# Fluval Edge (Stock) - Battling Algae



## FlyingHellFish (Mar 7, 2011)

Greetings fellow fish lovers,

How to stop algae from growing on my live plants? I have a thin layer of diatoms on the leafs and there always some sort of algae all over the tank.

Stock Lighting on the tank but I want to buy some MR11 LEDs but am afraid it will just further the problem.

I have :
5 harlequin rasbora
2 Cory Bronze Catfish
2 Live Plants (Crypto, not sure about the other one)

I also have a tin layer of filter floss with the stock filtration. 

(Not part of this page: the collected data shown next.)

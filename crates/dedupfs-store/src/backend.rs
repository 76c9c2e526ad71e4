//! Storage backend trait for the block index tables.
//!
//! Maintenance operations are written against this trait so they can run
//! over the in-memory backend in tests and over a relational backend in
//! production. The trait models exactly the four persisted tables plus the
//! option table; the filesystem-facing read/write path is not part of it.

use crate::error::StoreError;
use crate::types::{CompressionMethod, HashEntry};

/// A forward-only cursor over hash entries.
///
/// The visited set is exactly the rows that existed when the cursor was
/// opened: no row is revisited, and rows inserted afterwards are not
/// required to appear. Backends that cannot guarantee stronger isolation
/// must still guarantee this much.
pub type HashCursor<'a> = Box<dyn Iterator<Item = Result<HashEntry, StoreError>> + 'a>;

/// Table/transaction access to a block index store.
///
/// Transactions are single-level: `begin` fails while one is active, and
/// `rollback` restores every table to its `begin`-time state. Option writes
/// are autocommit — durable when `set_option` returns — so a watermark
/// update survives a later rollback of table data.
pub trait StoreBackend {
    /// True once the store has been initialized (options seeded). A store
    /// that was never initialized holds no data worth migrating.
    fn is_initialized(&self) -> bool;

    /// Read a store-level option. Returns None if the key was never set.
    fn option(&self, key: &str) -> Result<Option<String>, StoreError>;

    /// Write a store-level option, creating or overwriting the key.
    fn set_option(&self, key: &str, value: &str) -> Result<(), StoreError>;

    /// All compression-method registry rows, ordered by id.
    fn compression_methods(&self) -> Result<Vec<CompressionMethod>, StoreError>;

    /// Resolve a method id to its current name.
    fn compression_method_name(&self, id: u32) -> Result<Option<String>, StoreError>;

    /// Look up a registry row by its current name.
    fn find_compression_method(&self, name: &str) -> Result<Option<CompressionMethod>, StoreError>;

    /// Register a new method name. Fails if the name is already taken;
    /// the assigned id is returned and never reused.
    fn add_compression_method(&self, name: &str) -> Result<u32, StoreError>;

    /// Rename an existing method row. The id stays stable; fails if the
    /// new name is already taken by a different row.
    fn rename_compression_method(&self, id: u32, new_name: &str) -> Result<(), StoreError>;

    /// Number of hash entries currently stored.
    fn hash_count(&self) -> Result<u64, StoreError>;

    /// Open a forward-only cursor over all hash entries.
    fn hash_entries(&self) -> Result<HashCursor<'_>, StoreError>;

    /// Insert a new hash entry.
    fn insert_hash(&self, id: u64, hash: &[u8]) -> Result<(), StoreError>;

    /// Replace the hash value of an existing entry in place.
    fn update_hash(&self, id: u64, hash: &[u8]) -> Result<(), StoreError>;

    /// Fetch the (possibly compressed) block payload for an id.
    fn block(&self, id: u64) -> Result<Option<Vec<u8>>, StoreError>;

    /// Insert a block payload together with its compression-method id.
    fn insert_block(&self, id: u64, data: &[u8], method_id: u32) -> Result<(), StoreError>;

    /// The compression-method id recorded for a block.
    fn block_compression(&self, id: u64) -> Result<Option<u32>, StoreError>;

    /// Open a transaction covering all tables.
    fn begin(&self) -> Result<(), StoreError>;

    /// Commit the active transaction.
    fn commit(&self) -> Result<(), StoreError>;

    /// Roll back the active transaction, restoring every table to its
    /// `begin`-time state.
    fn rollback(&self) -> Result<(), StoreError>;

    /// Reclaim storage on a table after bulk mutation.
    fn vacuum(&self, table: &str) -> Result<(), StoreError>;

    /// Create an index if it does not already exist. Idempotent.
    fn create_index_if_not_exists(
        &self,
        table: &str,
        index: &str,
        columns: &[&str],
    ) -> Result<(), StoreError>;

    /// Drop an index. Dropping a nonexistent index is a no-op.
    fn drop_index(&self, index: &str) -> Result<(), StoreError>;
}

Also, can you name the plants I have?


----------



## ThaChingster (Feb 25, 2011)

Anubias Nana as well as a crypt of some sort. The plant on the left is fake, am I correct? 

The algae might be from prolonged light period, or sunlight hitting the aquarium.
You may also be feeding your fish too much.

first step is to reduce the light period to around 6-7 hours, and feed your fish 4-5x a week (fish do not three meals a day like us)


----------



## FlyingHellFish (Mar 7, 2011)

There always a thin layer of green algae growing on the leafs no matter what. I have to manually remove them but it's getting so tedious. 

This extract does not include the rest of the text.